Aidée par son nouvel entraîneur, qui est une vieille connaissance, Ysaline Bonaventure s’est appuyée sur Paul Monteban pour remettre de l’ordre autour d’elle. À la fin du mois de septembre, elle a repris le chemin du travail foncier. Elle s’est attaquée à sa priorité absolue: le physique.
"Je me sens super bien", insiste-t-elle avec une voix qui ne trahit pas son bonheur actuel. "Ma préparation s'est très bien déroulée. Elle a été longue. De septembre à décembre, j'ai bossé comme une malade pour me remettre sur les bons rails", explique-t-elle.
En septembre, elle avait le sentiment que son corps et son jeu n'étaient plus en phase. Elle avait besoin de repartir de presque zéro. Sorties de running, fitness, musculation et travail avec raquette ont rythmé ses semaines pendant que le circuit proposait ses derniers tournois de la saison.

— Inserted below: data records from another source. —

//! reStructuredText format parser.
//!
//! Recognizes underlined section titles, directives (`.. name::`), and
//! paragraphs. Underline adornment must be at least as long as the title
//! line above it.

use super::{CustomParser, document_tree, split_lines};
use crate::tree::ParseTree;

const ADORNMENTS: &str = "=-`:'\"~^_*+#<>";

pub struct RstParser;

impl CustomParser for RstParser {
    fn language_id(&self) -> &'static str {
        "rst"
    }

    fn parse(&self, bytes: &[u8]) -> ParseTree {
        let (mut tree, root, spans) = document_tree(bytes);
        let lines = split_lines(bytes);

        let mut i = 0;
        while i < lines.len() {
            let line = &lines[i];

            if line.is_blank() {
                i += 1;
                continue;
            }

            // Section title: a line whose successor is an adornment run.
            if i + 1 < lines.len() && is_underline(&lines[i + 1].text, line.text.trim_end().len()) {
                let node = tree.add_node("section_title", spans.span(line.start, lines[i + 1].end));
                let leaf = tree.add_leaf(
                    "title_content",
                    spans.span(line.start, line.end),
                    line.text.trim(),
                );
                tree.attach(root, node);
                tree.attach(node, leaf);
                i += 2;
                continue;
            }

            // Directive: ".. name:: arguments"
            let trimmed = line.text.trim_start();
            if let Some(rest) = trimmed.strip_prefix(".. ")
                && rest.contains("::")
            {
                let node = tree.add_node("directive", spans.span(line.start, line.end));
                let name = rest.split("::").next().unwrap_or_default().trim();
                let leaf = tree.add_leaf("directive_name", spans.span(line.start, line.end), name);
                tree.attach(root, node);
                tree.attach(node, leaf);
                i += 1;
                continue;
            }

            // Comment: ".. " without a directive marker
            if trimmed.starts_with("..") {
                let node = tree.add_node("comment", spans.span(line.start, line.end));
                tree.attach(root, node);
                i += 1;
                continue;
            }

            // Paragraph run
            let start = line.start;
            let mut j = i;
            while j + 1 < lines.len()
                && !lines[j + 1].is_blank()
                && !(j + 2 < lines.len()
                    && is_underline(&lines[j + 2].text, lines[j + 1].text.trim_end().len()))
            {
                j += 1;
            }
            let node = tree.add_node("paragraph", spans.span(start, lines[j].end));
            tree.attach(root, node);
            i = j + 1;
        }

        tree
    }
}

fn is_underline(text: &str, title_len: usize) -> bool {
    let trimmed = text.trim_end();
    if trimmed.len() < 2 || title_len == 0 || trimmed.len() < title_len {
        return false;
    }
    let mut chars = trimmed.chars();
    let first = chars.next().unwrap();
    ADORNMENTS.contains(first) && chars.all(|c| c == first)
}

#[cfg(test)]
mod tests {
    use super::*;

    #[test]
    fn underlined_titles_become_sections() {
        let source = b"Title\n=====\n\nBody text here.\n";
        let tree = RstParser.parse(source);
        let kinds: Vec<_> = tree
            .top_level()
            .iter()
            .map(|&id| tree.node(id).kind.as_str())
            .collect();
        assert_eq!(kinds, ["section_title", "paragraph"]);

        let title = tree.node(tree.top_level()[0]).children[0];
        assert_eq!(tree.node(title).text.as_deref(), Some("Title"));
    }

    #[test]
    fn short_underline_is_not_a_section() {
        let tree = RstParser.parse(b"Long title\n==\n");
        assert_eq!(tree.node(tree.top_level()[0]).kind, "paragraph");
    }

    #[test]
    fn directives_are_recognized() {
        let tree = RstParser.parse(b".. code-block:: python\n");
        let node = tree.top_level()[0];
        assert_eq!(tree.node(node).kind, "directive");
        let name = tree.node(node).children[0];
        assert_eq!(tree.node(name).text.as_deref(), Some("code-block"));
    }
}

Avec son staff, elle a repris le chemin de l'ombre pour mieux rebondir. Ysa a perdu beaucoup de poids. "J'ai perdu 8 kg. J'aimerais encore en perdre 6."
Le poids a toujours été une bataille pour la sportive professionnelle. "Pendant le confinement, j'avais atteint un bon poids de forme. Quand les problèmes se sont enchaînés il y a un peu plus d'un an, je me suis réfugiée dans la bouffe. J'ai tout repris. Pour la première fois de ma vie, je me suis retrouvée essoufflée en septembre 2021 après un set. J'ai compris qu'il me fallait agir."
Avec son préparateur physique, Alexandre Blairvacq, elle a donc pris le taureau par les cornes. Le trio Bonaventure-Monteban-Blairvacq a concocté un programme lourd. Après avoir travaillé durant des mois en Belgique, elle a été aperçue du côté de l'Alpe d'Huez pour finaliser son retour au premier plan. "J'ai rejoint les mecs de la fédération (Onclin, Herman, Collignon et Katz), ce qui m'a permis de sortir d'une certaine routine. Comme le stage Hope and Spirit à Abu Dhabi avait été annulé, j'ai demandé à la fédération si je pouvais les accompagner. Dans les montagnes, je me suis mise dans le dur mentalement et physiquement."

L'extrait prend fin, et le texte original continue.